Clowning Around At Hierve el Agua

When I arrived to Oaxaca I had chosen to stay in a co-ed dorm in my hostel. I thought why not? More opportunity to make friends. At first the room was completely occupied but slowly as the week went on people began to trickle out and no one was coming to replace them. There was an older man in his 70s, who was a chain smoker with a terrible cough and had been in my room the entire time I had been there. He didn’t look like he was going anywhere anytime soon. At breakfast one morning I asked the two remaining guys in my room when they were leaving, they said today, so after that it would be down to me and the old guy in the room.
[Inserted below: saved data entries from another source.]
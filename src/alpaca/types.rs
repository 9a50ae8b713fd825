//! Alpaca market-data wire types

use chrono::{DateTime, Utc};
use chrono_tz::Tz;
use serde::Deserialize;

use crate::types::{Bar, Interval};

#[derive(Debug, Clone, Deserialize)]
pub struct AlpacaBar {
    #[serde(rename = "t")]
    pub timestamp: DateTime<Utc>,
    #[serde(rename = "o")]
    pub open: f64,
    #[serde(rename = "h")]
    pub high: f64,
    #[serde(rename = "l")]
    pub low: f64,
    #[serde(rename = "c")]
    pub close: f64,
    #[serde(rename = "v")]
    pub volume: f64,
    #[serde(rename = "n", default)]
    pub trade_count: Option<u64>,
    #[serde(rename = "vw", default)]
    pub vwap: Option<f64>,
}

impl AlpacaBar {
    pub fn to_bar(&self, tz: Tz) -> Bar {
        Bar::new_unchecked(
            self.timestamp.with_timezone(&tz),
            self.open,
            self.high,
            self.low,
            self.close,
            self.volume,
        )
    }
}

/// `GET /v2/stocks/{symbol}/bars` response page
#[derive(Debug, Clone, Deserialize)]
pub struct BarsResponse {
    /// `null` when the range has no bars
    #[serde(default)]
    pub bars: Option<Vec<AlpacaBar>>,
    #[serde(default)]
    pub symbol: Option<String>,
    #[serde(default)]
    pub next_page_token: Option<String>,
}

/// Error body returned on non-2xx responses
#[derive(Debug, Clone, Deserialize)]
pub struct ApiErrorBody {
    #[serde(default)]
    pub code: Option<i64>,
    pub message: String,
}

/// Alpaca `timeframe` query value
pub fn timeframe(interval: Interval) -> &'static str {
    match interval {
        Interval::Daily => "1Day",
        Interval::FifteenMinute => "15Min",
        Interval::FiveMinute => "5Min",
    }
}

#[cfg(test)]
mod tests {
    use super::*;
    use chrono::Timelike;
    use chrono_tz::America::New_York;

    #[test]
    fn test_parse_bars_page() {
        let json = r#"{
            "bars": [
                {"t":"2025-03-10T13:30:00Z","o":227.5,"h":228.1,"l":226.9,"c":227.8,"v":1204331,"n":15022,"vw":227.6},
                {"t":"2025-03-10T13:35:00Z","o":227.8,"h":228.0,"l":227.1,"c":227.2,"v":804112}
            ],
            "symbol": "AAPL",
            "next_page_token": "QUFQTHxNfDIwMjU="
        }"#;
        let page: BarsResponse = serde_json::from_str(json).unwrap();
        let bars = page.bars.unwrap();

        assert_eq!(bars.len(), 2);
        assert_eq!(bars[1].vwap, None);
        assert_eq!(page.next_page_token.as_deref(), Some("QUFQTHxNfDIwMjU="));

        let local = bars[0].to_bar(New_York);
        assert_eq!(local.timestamp.hour(), 9);
        assert_eq!(local.timestamp.minute(), 30);
    }

    #[test]
    fn test_empty_page() {
        let page: BarsResponse =
            serde_json::from_str(r#"{"bars": null, "symbol": "AAPL", "next_page_token": null}"#).unwrap();
        assert!(page.bars.is_none());
        assert!(page.next_page_token.is_none());
    }
}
I decided I had better move into an all female dorm.

That morning a new woman arrived at the hostel and was staying in my new dorm room. Asta is from Norway and backpacking Mexico solo as well. She will eventually fly to Colombia where she will spend three months. Asta LOVES Colombia, she thinks it’s the greatest place on Earth. She was compelling me to skip Central America and just fly straight there after Mexico.
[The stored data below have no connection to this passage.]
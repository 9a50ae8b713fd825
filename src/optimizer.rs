//! Parameter grid search
//!
//! Every grid point is a plain [`StrategyConfig`] replayed through the same
//! session scanner the backtest and live modes use. Data is fetched once and
//! shared by all combinations.

use indicatif::ProgressBar;
use itertools::iproduct;
use ordered_float::OrderedFloat;
use rayon::prelude::*;
use serde::Serialize;
use std::sync::atomic::{AtomicUsize, Ordering};
use tracing::{debug, info};

use crate::config::OptimizerConfig;
use crate::data::SymbolData;
use crate::engine::replay_symbol_day;
use crate::quick_flip::StrategyConfig;
use crate::types::{Outcome, Symbol, TradeRecord};

/// Expand the grid over `base`; fields outside the grid keep their base values
pub fn generate_configs(base: &StrategyConfig, grid: &OptimizerConfig) -> Vec<StrategyConfig> {
    iproduct!(
        grid.liquidity_thresholds.iter(),
        grid.profit_targets.iter(),
        grid.stop_rules.iter(),
        grid.scan_ends.iter()
    )
    .map(|(&threshold, &target, &stop, &scan_end)| StrategyConfig {
        liquidity_threshold: threshold,
        profit_target: target,
        stop_loss: stop,
        scan_end,
        ..base.clone()
    })
    .filter(|config| config.validate().is_ok())
    .collect()
}

/// Dollar result of one trade sized at `notional` buying power
pub fn dollar_pnl(trade: &TradeRecord, notional: f64) -> f64 {
    let entry = trade.entry_price.to_f64();
    if entry <= 0.0 {
        return 0.0;
    }
    trade.pnl.to_f64() * notional / entry
}

/// Optimization result for a single parameter combination
#[derive(Debug, Clone, Serialize)]
pub struct OptimizationResult {
    pub label: String,
    #[serde(skip)]
    pub config: StrategyConfig,
    pub trades: usize,
    pub wins: usize,
    pub losses: usize,
    pub win_rate: f64,
    pub profit_factor: f64,
    /// Sum of dollar P&L across all symbols and dates
    pub total_pnl: f64,
}

impl OptimizationResult {
    fn from_trades(config: &StrategyConfig, trades: &[TradeRecord], notional: f64) -> Self {
        let wins = trades.iter().filter(|t| t.outcome == Outcome::Win).count();
        let losses = trades.iter().filter(|t| t.outcome == Outcome::Loss).count();
        let dollars: Vec<f64> = trades.iter().map(|t| dollar_pnl(t, notional)).collect();

        let gross_profit: f64 = dollars.iter().filter(|&&p| p > 0.0).sum();
        let gross_loss: f64 = dollars.iter().filter(|&&p| p < 0.0).map(|p| p.abs()).sum();
        let profit_factor = if gross_loss > 0.0 {
            gross_profit / gross_loss
        } else if gross_profit > 0.0 {
            f64::INFINITY
        } else {
            0.0
        };

        Self {
            label: config.label(),
            config: config.clone(),
            trades: trades.len(),
            wins,
            losses,
            win_rate: if trades.is_empty() {
                0.0
            } else {
                wins as f64 / trades.len() as f64 * 100.0
            },
            profit_factor,
            total_pnl: dollars.iter().sum(),
        }
    }
}

pub struct Optimizer<'a> {
    data: &'a [(Symbol, SymbolData)],
    notional: f64,
}

impl<'a> Optimizer<'a> {
    pub fn new(data: &'a [(Symbol, SymbolData)], grid: &OptimizerConfig) -> Self {
        Optimizer {
            data,
            notional: grid.position_notional(),
        }
    }

    /// Replay every loaded symbol and date under one configuration
    pub fn evaluate(&self, config: &StrategyConfig) -> OptimizationResult {
        let mut trades = Vec::new();
        for (symbol, data) in self.data {
            for date in data.trading_dates() {
                match replay_symbol_day(data, symbol, date, config) {
                    Ok(day) => {
                        if let (Some(candidate), Some(outcome)) = (&day.candidate, &day.outcome) {
                            trades.push(TradeRecord::new(candidate, outcome));
                        }
                    }
                    Err(e) => debug!("{} {}: {}", symbol, date, e),
                }
            }
        }
        OptimizationResult::from_trades(config, &trades, self.notional)
    }

    /// Evaluate all configurations, in parallel unless `sequential`
    pub fn optimize(
        &self,
        configs: &[StrategyConfig],
        progress_bar: &ProgressBar,
        sequential: bool,
    ) -> Vec<OptimizationResult> {
        info!(
            "Testing {} parameter combinations across {} symbols",
            configs.len(),
            self.data.len()
        );

        let traded = AtomicUsize::new(0);
        let run = |config: &StrategyConfig| {
            let result = self.evaluate(config);
            progress_bar.inc(1);
            if result.trades > 0 {
                let count = traded.fetch_add(1, Ordering::Relaxed) + 1;
                progress_bar.set_message(format!("{} with trades", count));
            }
            result
        };

        let mut results: Vec<OptimizationResult> = if sequential {
            configs.iter().map(run).collect()
        } else {
            configs.par_iter().map(run).collect()
        };

        sort_results(&mut results);
        results
    }
}

/// Highest total dollar P&L first
pub fn sort_results(results: &mut [OptimizationResult]) {
    results.sort_by_key(|r| std::cmp::Reverse(OrderedFloat(r.total_pnl)));
}

#[cfg(test)]
mod tests {
    use super::*;
    use crate::quick_flip::{ProfitTarget, StopRule};
    use crate::types::{Bar, BarSeries, Interval};
    use approx::assert_relative_eq;
    use chrono::{Duration, NaiveTime, TimeZone};
    use chrono_tz::America::New_York;

    fn hm(h: u32, m: u32) -> NaiveTime {
        NaiveTime::from_hms_opt(h, m, 0).unwrap()
    }

    fn fixture() -> Vec<(Symbol, SymbolData)> {
        let symbol = Symbol::new("TEST");
        let first = New_York.with_ymd_and_hms(2025, 2, 10, 0, 0, 0).unwrap();
        let daily = (0..20)
            .map(|i| Bar::new_unchecked(first + Duration::days(i), 145.0, 150.0, 140.0, 145.0, 1e6))
            .collect();
        let bar = |h, m, o, hi, lo, c| {
            Bar::new_unchecked(New_York.with_ymd_and_hms(2025, 3, 10, h, m, 0).unwrap(), o, hi, lo, c, 1000.0)
        };
        let five = vec![
            bar(9, 30, 147.0, 150.0, 146.5, 148.0),
            bar(9, 35, 148.0, 149.0, 145.0, 146.0),
            bar(9, 40, 146.0, 147.0, 145.5, 146.5),
            bar(9, 45, 146.5, 147.0, 145.5, 145.6),
            bar(9, 50, 144.0, 144.5, 143.0, 144.4),
            bar(9, 55, 144.4, 147.0, 144.0, 146.8),
            bar(10, 0, 146.8, 150.5, 146.5, 150.2),
        ];
        let data = SymbolData {
            daily: BarSeries::new(symbol.clone(), Interval::Daily, daily).unwrap(),
            fifteen: None,
            five: BarSeries::new(symbol.clone(), Interval::FiveMinute, five).unwrap(),
        };
        vec![(symbol, data)]
    }

    fn grid() -> OptimizerConfig {
        OptimizerConfig {
            liquidity_thresholds: vec![0.6, 0.25],
            profit_targets: vec![ProfitTarget::Box],
            stop_rules: vec![StopRule::Tight],
            scan_ends: vec![hm(10, 45)],
            ..OptimizerConfig::default()
        }
    }

    #[test]
    fn test_generate_configs_is_full_product() {
        let base = StrategyConfig::new(hm(11, 0));
        let configs = generate_configs(&base, &OptimizerConfig::default());
        assert_eq!(configs.len(), 3 * 3 * 2 * 3);
        assert!(configs.iter().all(|c| c.atr_period == base.atr_period));
        assert_eq!(configs[0].liquidity_threshold, 0.15);
        assert_eq!(configs[0].scan_end, hm(10, 45));
    }

    #[test]
    fn test_optimize_ranks_by_dollar_pnl() {
        let data = fixture();
        let grid = grid();
        let configs = generate_configs(&StrategyConfig::new(hm(11, 0)), &grid);
        let optimizer = Optimizer::new(&data, &grid);

        let results = optimizer.optimize(&configs, &ProgressBar::hidden(), true);
        assert_eq!(results.len(), 2);

        // box range 5 vs ATR 10: only the 0.25 threshold trades
        let best = &results[0];
        assert_eq!(best.config.liquidity_threshold, 0.25);
        assert_eq!(best.trades, 1);
        assert_eq!(best.wins, 1);
        assert_relative_eq!(best.total_pnl, 5.5 * 5000.0 / 144.5, epsilon = 1e-9);
        assert!(best.profit_factor.is_infinite());

        assert_eq!(results[1].trades, 0);
        assert_eq!(results[1].total_pnl, 0.0);
    }

    #[test]
    fn test_parallel_matches_sequential() {
        let data = fixture();
        let grid = grid();
        let configs = generate_configs(&StrategyConfig::new(hm(11, 0)), &grid);
        let optimizer = Optimizer::new(&data, &grid);

        let sequential = optimizer.optimize(&configs, &ProgressBar::hidden(), true);
        let parallel = optimizer.optimize(&configs, &ProgressBar::hidden(), false);
        let labels = |r: &[OptimizationResult]| r.iter().map(|x| x.label.clone()).collect::<Vec<_>>();
        assert_eq!(labels(&sequential), labels(&parallel));
    }
}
Asta is a photographer and is currently working on a project where she takes photographs of people with their faces painted like clowns in beautiful settings. She asked me if I wanted to accompany her the next day to a petrified waterfall called, Hierve el Agua to be her model. I said, “Sure, why not?”

My recommendation for visiting Hierve el Agua is to go yourself taking taxi collectivos instead of a tour. You will not only save money but you will also be able to take your time to explore the area and swim. I would allow at least 7 to 8 hours for visiting the falls including travel time.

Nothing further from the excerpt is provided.